# Information supplied
----------
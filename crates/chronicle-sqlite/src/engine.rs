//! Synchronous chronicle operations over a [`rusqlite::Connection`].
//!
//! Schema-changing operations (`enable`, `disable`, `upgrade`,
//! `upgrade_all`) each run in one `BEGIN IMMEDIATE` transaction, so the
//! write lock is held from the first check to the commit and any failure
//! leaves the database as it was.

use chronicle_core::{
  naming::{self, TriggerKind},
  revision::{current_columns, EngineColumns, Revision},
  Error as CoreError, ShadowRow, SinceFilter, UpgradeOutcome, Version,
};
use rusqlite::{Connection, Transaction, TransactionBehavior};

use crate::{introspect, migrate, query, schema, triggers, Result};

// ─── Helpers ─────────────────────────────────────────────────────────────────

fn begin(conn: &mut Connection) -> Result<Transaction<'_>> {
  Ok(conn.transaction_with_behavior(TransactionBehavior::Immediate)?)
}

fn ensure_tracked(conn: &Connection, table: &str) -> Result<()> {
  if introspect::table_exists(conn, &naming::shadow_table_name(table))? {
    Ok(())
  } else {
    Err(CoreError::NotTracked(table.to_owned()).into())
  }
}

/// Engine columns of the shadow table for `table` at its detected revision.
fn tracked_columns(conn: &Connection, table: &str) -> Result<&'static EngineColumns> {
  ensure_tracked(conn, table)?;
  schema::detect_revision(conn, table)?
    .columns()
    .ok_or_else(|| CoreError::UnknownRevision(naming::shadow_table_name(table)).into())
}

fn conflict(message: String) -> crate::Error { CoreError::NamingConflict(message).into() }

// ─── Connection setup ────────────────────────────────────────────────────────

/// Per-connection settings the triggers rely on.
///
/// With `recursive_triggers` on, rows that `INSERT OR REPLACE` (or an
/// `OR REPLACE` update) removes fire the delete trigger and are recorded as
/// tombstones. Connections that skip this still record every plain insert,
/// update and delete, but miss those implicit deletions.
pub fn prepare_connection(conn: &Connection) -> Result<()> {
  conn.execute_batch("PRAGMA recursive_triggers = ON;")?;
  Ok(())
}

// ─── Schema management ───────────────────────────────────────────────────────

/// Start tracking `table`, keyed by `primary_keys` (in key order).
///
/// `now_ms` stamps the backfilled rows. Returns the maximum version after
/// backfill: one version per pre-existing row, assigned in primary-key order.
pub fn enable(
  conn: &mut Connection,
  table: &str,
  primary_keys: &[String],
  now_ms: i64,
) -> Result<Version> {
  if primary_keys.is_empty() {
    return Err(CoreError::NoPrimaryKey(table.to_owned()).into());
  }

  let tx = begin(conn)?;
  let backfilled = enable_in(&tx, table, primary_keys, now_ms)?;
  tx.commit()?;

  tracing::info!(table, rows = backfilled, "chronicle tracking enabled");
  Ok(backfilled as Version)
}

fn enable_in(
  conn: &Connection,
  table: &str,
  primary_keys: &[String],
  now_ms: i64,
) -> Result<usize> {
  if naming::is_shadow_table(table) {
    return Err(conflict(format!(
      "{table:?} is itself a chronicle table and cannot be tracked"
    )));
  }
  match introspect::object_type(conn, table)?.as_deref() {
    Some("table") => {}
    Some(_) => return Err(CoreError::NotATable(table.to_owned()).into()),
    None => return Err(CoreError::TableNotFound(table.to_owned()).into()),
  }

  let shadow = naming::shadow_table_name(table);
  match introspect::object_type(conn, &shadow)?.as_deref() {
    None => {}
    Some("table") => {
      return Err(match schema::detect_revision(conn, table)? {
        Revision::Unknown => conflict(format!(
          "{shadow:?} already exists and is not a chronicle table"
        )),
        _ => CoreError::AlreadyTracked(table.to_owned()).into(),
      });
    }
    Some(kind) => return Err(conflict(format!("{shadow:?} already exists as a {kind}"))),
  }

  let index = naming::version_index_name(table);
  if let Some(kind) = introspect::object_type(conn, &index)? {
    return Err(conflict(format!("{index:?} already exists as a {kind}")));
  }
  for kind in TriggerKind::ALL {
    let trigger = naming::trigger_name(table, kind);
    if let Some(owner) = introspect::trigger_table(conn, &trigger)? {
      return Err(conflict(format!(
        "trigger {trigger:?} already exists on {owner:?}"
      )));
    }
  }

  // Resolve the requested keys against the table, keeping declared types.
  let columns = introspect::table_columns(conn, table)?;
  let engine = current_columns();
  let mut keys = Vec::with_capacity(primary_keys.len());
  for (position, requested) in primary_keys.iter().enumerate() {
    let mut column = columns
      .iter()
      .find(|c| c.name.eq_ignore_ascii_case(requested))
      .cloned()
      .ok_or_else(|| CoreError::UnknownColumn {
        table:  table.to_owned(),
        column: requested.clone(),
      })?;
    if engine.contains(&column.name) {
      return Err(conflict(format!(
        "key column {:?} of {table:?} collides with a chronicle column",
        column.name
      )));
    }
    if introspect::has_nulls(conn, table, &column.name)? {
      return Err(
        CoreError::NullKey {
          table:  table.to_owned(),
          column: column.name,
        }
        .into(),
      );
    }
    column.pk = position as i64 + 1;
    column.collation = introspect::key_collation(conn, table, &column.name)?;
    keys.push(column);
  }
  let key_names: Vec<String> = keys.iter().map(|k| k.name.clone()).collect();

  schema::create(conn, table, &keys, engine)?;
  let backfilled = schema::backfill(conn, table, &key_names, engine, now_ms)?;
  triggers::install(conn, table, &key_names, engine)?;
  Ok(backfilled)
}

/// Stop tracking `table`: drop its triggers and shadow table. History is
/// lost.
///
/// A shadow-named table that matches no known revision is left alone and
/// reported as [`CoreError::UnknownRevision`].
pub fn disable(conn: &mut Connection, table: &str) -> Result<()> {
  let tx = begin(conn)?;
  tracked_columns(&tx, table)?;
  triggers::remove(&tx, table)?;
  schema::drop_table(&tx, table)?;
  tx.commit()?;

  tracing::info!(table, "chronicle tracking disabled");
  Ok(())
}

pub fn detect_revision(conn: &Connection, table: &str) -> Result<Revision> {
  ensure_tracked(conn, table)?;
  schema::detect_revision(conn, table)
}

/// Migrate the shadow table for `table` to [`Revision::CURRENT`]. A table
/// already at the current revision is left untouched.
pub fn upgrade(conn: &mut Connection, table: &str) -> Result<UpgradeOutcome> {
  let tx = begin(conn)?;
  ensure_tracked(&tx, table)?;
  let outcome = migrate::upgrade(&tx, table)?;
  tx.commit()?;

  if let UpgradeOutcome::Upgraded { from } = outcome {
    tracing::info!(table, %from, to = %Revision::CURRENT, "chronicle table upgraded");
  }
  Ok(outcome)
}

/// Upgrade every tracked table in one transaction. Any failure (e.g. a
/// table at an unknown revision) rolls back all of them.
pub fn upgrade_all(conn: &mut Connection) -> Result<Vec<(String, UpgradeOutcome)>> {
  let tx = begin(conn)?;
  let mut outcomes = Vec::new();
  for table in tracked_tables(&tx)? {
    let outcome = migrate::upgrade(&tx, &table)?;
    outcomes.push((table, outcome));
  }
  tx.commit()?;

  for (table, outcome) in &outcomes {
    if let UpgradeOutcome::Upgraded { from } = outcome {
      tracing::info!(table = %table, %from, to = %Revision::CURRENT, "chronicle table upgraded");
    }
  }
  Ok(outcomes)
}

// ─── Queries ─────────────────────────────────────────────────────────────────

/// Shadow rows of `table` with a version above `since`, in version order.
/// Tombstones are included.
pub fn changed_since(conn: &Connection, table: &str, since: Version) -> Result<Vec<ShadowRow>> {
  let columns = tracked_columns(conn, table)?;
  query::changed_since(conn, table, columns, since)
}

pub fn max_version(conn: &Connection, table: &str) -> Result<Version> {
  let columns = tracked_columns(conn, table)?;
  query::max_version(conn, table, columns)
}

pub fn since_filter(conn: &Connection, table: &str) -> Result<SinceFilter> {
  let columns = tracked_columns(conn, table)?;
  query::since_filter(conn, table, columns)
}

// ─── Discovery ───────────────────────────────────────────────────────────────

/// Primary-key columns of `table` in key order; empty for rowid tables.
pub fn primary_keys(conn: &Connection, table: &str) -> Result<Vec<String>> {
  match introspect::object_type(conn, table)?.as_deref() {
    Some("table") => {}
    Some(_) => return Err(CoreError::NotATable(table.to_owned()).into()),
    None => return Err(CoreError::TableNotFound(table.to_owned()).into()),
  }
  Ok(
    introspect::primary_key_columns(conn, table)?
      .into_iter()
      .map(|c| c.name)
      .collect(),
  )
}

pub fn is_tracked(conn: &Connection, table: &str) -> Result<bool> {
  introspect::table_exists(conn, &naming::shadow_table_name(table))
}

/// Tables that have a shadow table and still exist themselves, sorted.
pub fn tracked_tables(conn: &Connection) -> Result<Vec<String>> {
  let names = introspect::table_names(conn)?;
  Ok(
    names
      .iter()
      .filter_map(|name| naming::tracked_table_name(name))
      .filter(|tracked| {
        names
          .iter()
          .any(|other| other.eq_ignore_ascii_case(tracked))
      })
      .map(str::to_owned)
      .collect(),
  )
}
----------
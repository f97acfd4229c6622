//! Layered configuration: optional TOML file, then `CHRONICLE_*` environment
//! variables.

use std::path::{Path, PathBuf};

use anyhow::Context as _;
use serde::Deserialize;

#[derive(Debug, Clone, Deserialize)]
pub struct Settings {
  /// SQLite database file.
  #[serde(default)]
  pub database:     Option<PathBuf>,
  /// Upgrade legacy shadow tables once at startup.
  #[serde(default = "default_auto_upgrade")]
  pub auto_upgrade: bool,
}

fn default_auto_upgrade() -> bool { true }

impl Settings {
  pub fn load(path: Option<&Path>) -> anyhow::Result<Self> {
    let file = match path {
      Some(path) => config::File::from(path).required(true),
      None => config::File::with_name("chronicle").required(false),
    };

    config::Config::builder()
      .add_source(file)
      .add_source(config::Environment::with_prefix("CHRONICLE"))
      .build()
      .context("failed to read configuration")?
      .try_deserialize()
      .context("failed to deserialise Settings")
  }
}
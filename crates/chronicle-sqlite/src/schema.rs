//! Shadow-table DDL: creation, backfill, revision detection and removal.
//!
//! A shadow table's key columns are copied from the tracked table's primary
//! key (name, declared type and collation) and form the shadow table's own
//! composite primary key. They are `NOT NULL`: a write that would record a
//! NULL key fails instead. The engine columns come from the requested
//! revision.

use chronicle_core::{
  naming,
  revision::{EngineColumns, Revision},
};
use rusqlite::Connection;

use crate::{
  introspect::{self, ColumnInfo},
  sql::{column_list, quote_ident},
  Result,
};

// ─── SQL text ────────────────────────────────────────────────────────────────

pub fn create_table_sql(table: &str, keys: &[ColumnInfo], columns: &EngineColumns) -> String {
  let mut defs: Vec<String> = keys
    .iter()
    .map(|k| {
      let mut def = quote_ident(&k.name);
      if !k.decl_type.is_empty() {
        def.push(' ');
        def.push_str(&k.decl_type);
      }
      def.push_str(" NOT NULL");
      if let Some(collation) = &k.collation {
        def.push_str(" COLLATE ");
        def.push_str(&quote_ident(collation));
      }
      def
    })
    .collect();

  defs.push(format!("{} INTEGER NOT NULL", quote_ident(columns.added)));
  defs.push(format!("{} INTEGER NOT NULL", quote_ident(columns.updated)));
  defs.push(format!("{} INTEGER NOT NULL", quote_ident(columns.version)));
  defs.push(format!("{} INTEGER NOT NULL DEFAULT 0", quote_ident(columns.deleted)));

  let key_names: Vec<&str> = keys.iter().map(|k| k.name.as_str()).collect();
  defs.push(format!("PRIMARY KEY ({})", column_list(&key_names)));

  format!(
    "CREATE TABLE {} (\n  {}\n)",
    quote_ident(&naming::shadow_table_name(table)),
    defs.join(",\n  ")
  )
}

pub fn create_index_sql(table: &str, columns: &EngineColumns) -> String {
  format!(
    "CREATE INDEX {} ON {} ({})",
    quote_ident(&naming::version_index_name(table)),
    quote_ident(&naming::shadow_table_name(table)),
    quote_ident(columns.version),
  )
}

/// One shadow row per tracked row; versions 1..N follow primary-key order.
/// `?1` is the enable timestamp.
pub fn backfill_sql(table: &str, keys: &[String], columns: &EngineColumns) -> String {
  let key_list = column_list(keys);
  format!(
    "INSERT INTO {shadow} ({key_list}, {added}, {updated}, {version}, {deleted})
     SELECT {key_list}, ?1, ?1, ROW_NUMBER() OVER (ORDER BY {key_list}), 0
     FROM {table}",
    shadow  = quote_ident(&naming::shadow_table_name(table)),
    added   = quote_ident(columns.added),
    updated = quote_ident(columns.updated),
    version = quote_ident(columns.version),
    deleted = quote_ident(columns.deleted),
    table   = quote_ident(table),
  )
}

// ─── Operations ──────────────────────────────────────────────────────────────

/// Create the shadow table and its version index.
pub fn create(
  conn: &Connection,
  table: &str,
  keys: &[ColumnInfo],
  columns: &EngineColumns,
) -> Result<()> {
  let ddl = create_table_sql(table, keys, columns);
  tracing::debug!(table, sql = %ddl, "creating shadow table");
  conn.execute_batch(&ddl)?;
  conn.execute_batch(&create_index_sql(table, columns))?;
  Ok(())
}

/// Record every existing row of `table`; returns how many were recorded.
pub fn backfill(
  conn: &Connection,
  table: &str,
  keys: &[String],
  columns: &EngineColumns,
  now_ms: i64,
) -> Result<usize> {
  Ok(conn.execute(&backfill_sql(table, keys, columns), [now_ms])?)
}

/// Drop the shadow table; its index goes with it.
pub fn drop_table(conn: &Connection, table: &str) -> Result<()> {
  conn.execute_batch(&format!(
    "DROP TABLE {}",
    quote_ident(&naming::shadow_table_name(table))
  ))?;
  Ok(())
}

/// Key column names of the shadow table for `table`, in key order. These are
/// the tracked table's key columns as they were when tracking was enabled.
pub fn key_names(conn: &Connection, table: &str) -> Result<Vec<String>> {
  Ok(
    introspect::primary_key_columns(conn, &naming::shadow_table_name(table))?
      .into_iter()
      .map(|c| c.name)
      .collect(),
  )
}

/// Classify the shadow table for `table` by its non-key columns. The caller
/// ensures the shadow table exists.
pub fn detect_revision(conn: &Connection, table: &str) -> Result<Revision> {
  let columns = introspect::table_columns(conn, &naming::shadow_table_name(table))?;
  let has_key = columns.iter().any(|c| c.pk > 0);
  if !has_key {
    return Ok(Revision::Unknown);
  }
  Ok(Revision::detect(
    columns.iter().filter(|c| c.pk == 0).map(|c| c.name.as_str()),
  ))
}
----------
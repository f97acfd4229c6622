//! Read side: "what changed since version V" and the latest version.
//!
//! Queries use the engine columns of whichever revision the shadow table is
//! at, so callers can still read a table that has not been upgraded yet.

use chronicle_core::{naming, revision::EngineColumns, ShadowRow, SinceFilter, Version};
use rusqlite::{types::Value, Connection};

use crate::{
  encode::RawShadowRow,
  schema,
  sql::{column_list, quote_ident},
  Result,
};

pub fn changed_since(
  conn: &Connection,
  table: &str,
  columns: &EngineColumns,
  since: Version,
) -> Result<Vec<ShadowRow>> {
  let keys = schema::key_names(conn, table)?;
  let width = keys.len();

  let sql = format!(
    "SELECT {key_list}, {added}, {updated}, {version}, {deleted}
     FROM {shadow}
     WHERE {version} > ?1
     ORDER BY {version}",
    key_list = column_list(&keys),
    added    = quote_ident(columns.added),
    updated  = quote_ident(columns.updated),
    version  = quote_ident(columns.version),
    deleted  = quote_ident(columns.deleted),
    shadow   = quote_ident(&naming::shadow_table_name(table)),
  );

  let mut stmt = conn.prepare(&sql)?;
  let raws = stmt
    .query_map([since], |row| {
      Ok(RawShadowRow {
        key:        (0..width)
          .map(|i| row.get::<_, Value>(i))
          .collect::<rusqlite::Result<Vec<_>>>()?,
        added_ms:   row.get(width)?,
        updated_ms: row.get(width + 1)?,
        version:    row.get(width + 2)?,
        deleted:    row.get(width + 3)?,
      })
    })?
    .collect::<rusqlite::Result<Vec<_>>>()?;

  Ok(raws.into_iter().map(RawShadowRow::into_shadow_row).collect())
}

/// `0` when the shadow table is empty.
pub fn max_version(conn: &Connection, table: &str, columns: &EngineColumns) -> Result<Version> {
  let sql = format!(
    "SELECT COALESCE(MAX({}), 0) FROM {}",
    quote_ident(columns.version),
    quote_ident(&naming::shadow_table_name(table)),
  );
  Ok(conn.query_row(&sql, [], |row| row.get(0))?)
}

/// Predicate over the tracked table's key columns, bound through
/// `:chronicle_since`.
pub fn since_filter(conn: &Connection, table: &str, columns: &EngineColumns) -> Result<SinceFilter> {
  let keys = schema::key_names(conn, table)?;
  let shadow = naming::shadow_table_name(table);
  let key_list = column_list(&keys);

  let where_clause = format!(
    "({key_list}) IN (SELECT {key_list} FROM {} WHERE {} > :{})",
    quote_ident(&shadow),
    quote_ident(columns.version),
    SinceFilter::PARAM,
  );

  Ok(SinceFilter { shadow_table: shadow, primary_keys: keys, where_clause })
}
----------
# Required work
In the listing above, the lines from the one containing "Migrate the shadow" through the one containing "Tombstones are included." must be set down exactly, with no other lines.

# Result of the task
/// Migrate the shadow table for `table` to [`Revision::CURRENT`]. A table
/// already at the current revision is left untouched.
pub fn upgrade(conn: &mut Connection, table: &str) -> Result<UpgradeOutcome> {
  let tx = begin(conn)?;
  ensure_tracked(&tx, table)?;
  let outcome = migrate::upgrade(&tx, table)?;
  tx.commit()?;

  if let UpgradeOutcome::Upgraded { from } = outcome {
    tracing::info!(table, %from, to = %Revision::CURRENT, "chronicle table upgraded");
  }
  Ok(outcome)
}

/// Upgrade every tracked table in one transaction. Any failure (e.g. a
/// table at an unknown revision) rolls back all of them.
pub fn upgrade_all(conn: &mut Connection) -> Result<Vec<(String, UpgradeOutcome)>> {
  let tx = begin(conn)?;
  let mut outcomes = Vec::new();
  for table in tracked_tables(&tx)? {
    let outcome = migrate::upgrade(&tx, &table)?;
    outcomes.push((table, outcome));
  }
  tx.commit()?;

  for (table, outcome) in &outcomes {
    if let UpgradeOutcome::Upgraded { from } = outcome {
      tracing::info!(table = %table, %from, to = %Revision::CURRENT, "chronicle table upgraded");
    }
  }
  Ok(outcomes)
}

// ─── Queries ─────────────────────────────────────────────────────────────────

/// Shadow rows of `table` with a version above `since`, in version order.
/// Tombstones are included.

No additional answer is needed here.